→ **Your task**: Every line of the material must appear in the answer exactly as it does here.

→ **Extracted data**:
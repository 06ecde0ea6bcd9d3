//
// Copyright (c) 2023 ZettaScale Technology
//
// This program and the accompanying materials are made available under the
// terms of the Eclipse Public License 2.0 which is available at
// http://www.eclipse.org/legal/epl-2.0, or the Apache License, Version 2.0
// which is available at https://www.apache.org/licenses/LICENSE-2.0.
//
// SPDX-License-Identifier: EPL-2.0 OR Apache-2.0
//
// Contributors:
//   ZettaScale Zenoh Team, <zenoh@zettascale.tech>
//

//! Keyspace addresses data with *key expressions*: `/`-separated paths
//! that may contain wildcards and therefore stand for sets of keys.
//!
//! This crate gathers the address-space engine behind keyspace sessions:
//! - [`key_expr`]: validation, canonization and set relations between key expressions,
//! - [`parameters`]: the `name=value;name=value` strings attached to queries,
//! - [`selector`]: `key/expr?parameters` pairs.
//!
//! # Examples
//! ```
//! use keyspace::prelude::*;
//!
//! let subscriber = KeyExpr::autocanonize("robot/**/**/battery").unwrap();
//! assert_eq!(subscriber.as_str(), "robot/**/battery");
//!
//! let selector = Selector::try_from("robot/7/battery?unit=mV").unwrap();
//! assert!(subscriber.intersects(selector.key_expr()));
//! assert_eq!(selector.parameters().get("unit"), Some("mV"));
//! ```
#![warn(clippy::redundant_clone)]

mod api;

pub use keyspace_result::{bail, zerror, ErrNo, Error, ZError, ZResult};
pub use keyspace_util::{
    init_log_from_env_or, init_log_with_callback, try_init_log_from_env, LogRecord,
};

/// [Key expression](https://github.com/eclipse-zenoh/roadmap/blob/main/rfcs/ALL/Key%20Expressions.md) are Keyspace's address space.
///
/// A key expression is a `/`-separated list of non-empty chunks. Besides plain chunks, three
/// wildcards are available:
/// - `*` stands for exactly one chunk,
/// - `**` stands for any number of chunks, including none,
/// - `$*` stands for any (possibly empty) substring inside a single chunk.
///
/// Two key expressions defining the same set of keys are written the same way once canonized,
/// which is why [`KeyExpr::try_from`] only accepts canon expressions and [`KeyExpr::autocanonize`]
/// rewrites its input before validating it.
pub mod key_expr {
    pub use keyspace_keyexpr::{
        canon::Canonize, include::Includer, intersect::Intersector, keyexpr, InvalidKeyExpr,
        KeyExprConstructionError, OwnedKeyExpr, SetIntersectionLevel,
    };
    #[cfg(feature = "fuzzer")]
    pub use keyspace_keyexpr::fuzzer::KeyExprFuzzer;

    pub use crate::api::key_expr::KeyExpr;
}

/// Query parameters: an ordered list of `name=value` pairs separated by `;`.
pub mod parameters {
    pub use crate::api::parameters::{
        from_iter, get, insert, iter, join, remove, values, Parameters, ParametersError,
    };
}

/// Selectors combine a key expression and query parameters.
pub mod selector {
    pub use crate::api::selector::{EmptySelector, Selector};
}

/// Configuration of the parsers.
pub mod config {
    pub use keyspace_config::*;
}

pub mod prelude {
    pub use crate::{
        config::Config,
        key_expr::{keyexpr, KeyExpr, OwnedKeyExpr, SetIntersectionLevel},
        parameters::Parameters,
        selector::Selector,
    };
}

→ **Finished task**:
repository 06ecde0ea6bcd9d3
//
// Copyright (c) 2023 ZettaScale Technology
//
// This program and the accompanying materials are made available under the
// terms of the Eclipse Public License 2.0 which is available at
// http://www.eclipse.org/legal/epl-2.0, or the Apache License, Version 2.0
// which is available at https://www.apache.org/licenses/LICENSE-2.0.
//
// SPDX-License-Identifier: EPL-2.0 OR Apache-2.0
//
// Contributors:
//   ZettaScale Zenoh Team, <zenoh@zettascale.tech>
//

//! Keyspace addresses data with *key expressions*: `/`-separated paths
//! that may contain wildcards and therefore stand for sets of keys.
//!
//! This crate gathers the address-space engine behind keyspace sessions:
//! - [`key_expr`]: validation, canonization and set relations between key expressions,
//! - [`parameters`]: the `name=value;name=value` strings attached to queries,
//! - [`selector`]: `key/expr?parameters` pairs.
//!
//! # Examples
//! ```
//! use keyspace::prelude::*;
//!
//! let subscriber = KeyExpr::autocanonize("robot/**/**/battery").unwrap();
//! assert_eq!(subscriber.as_str(), "robot/**/battery");
//!
//! let selector = Selector::try_from("robot/7/battery?unit=mV").unwrap();
//! assert!(subscriber.intersects(selector.key_expr()));
//! assert_eq!(selector.parameters().get("unit"), Some("mV"));
//! ```
#![warn(clippy::redundant_clone)]

mod api;

pub use keyspace_result::{bail, zerror, ErrNo, Error, ZError, ZResult};
pub use keyspace_util::{
    init_log_from_env_or, init_log_with_callback, try_init_log_from_env, LogRecord,
};

/// [Key expression](https://github.com/eclipse-zenoh/roadmap/blob/main/rfcs/ALL/Key%20Expressions.md) are Keyspace's address space.
///
/// A key expression is a `/`-separated list of non-empty chunks. Besides plain chunks, three
/// wildcards are available:
/// - `*` stands for exactly one chunk,
/// - `**` stands for any number of chunks, including none,
/// - `$*` stands for any (possibly empty) substring inside a single chunk.
///
/// Two key expressions defining the same set of keys are written the same way once canonized,
/// which is why [`KeyExpr::try_from`] only accepts canon expressions and [`KeyExpr::autocanonize`]
/// rewrites its input before validating it.
pub mod key_expr {
    pub use keyspace_keyexpr::{
        canon::Canonize, include::Includer, intersect::Intersector, keyexpr, InvalidKeyExpr,
        KeyExprConstructionError, OwnedKeyExpr, SetIntersectionLevel,
    };
    #[cfg(feature = "fuzzer")]
    pub use keyspace_keyexpr::fuzzer::KeyExprFuzzer;

    pub use crate::api::key_expr::KeyExpr;
}

/// Query parameters: an ordered list of `name=value` pairs separated by `;`.
pub mod parameters {
    pub use crate::api::parameters::{
        from_iter, get, insert, iter, join, remove, values, Parameters, ParametersError,
    };
}

/// Selectors combine a key expression and query parameters.
pub mod selector {
    pub use crate::api::selector::{EmptySelector, Selector};
}

/// Configuration of the parsers.
pub mod config {
    pub use keyspace_config::*;
}

pub mod prelude {
    pub use crate::{
        config::Config,
        key_expr::{keyexpr, KeyExpr, OwnedKeyExpr, SetIntersectionLevel},
        parameters::Parameters,
        selector::Selector,
    };
}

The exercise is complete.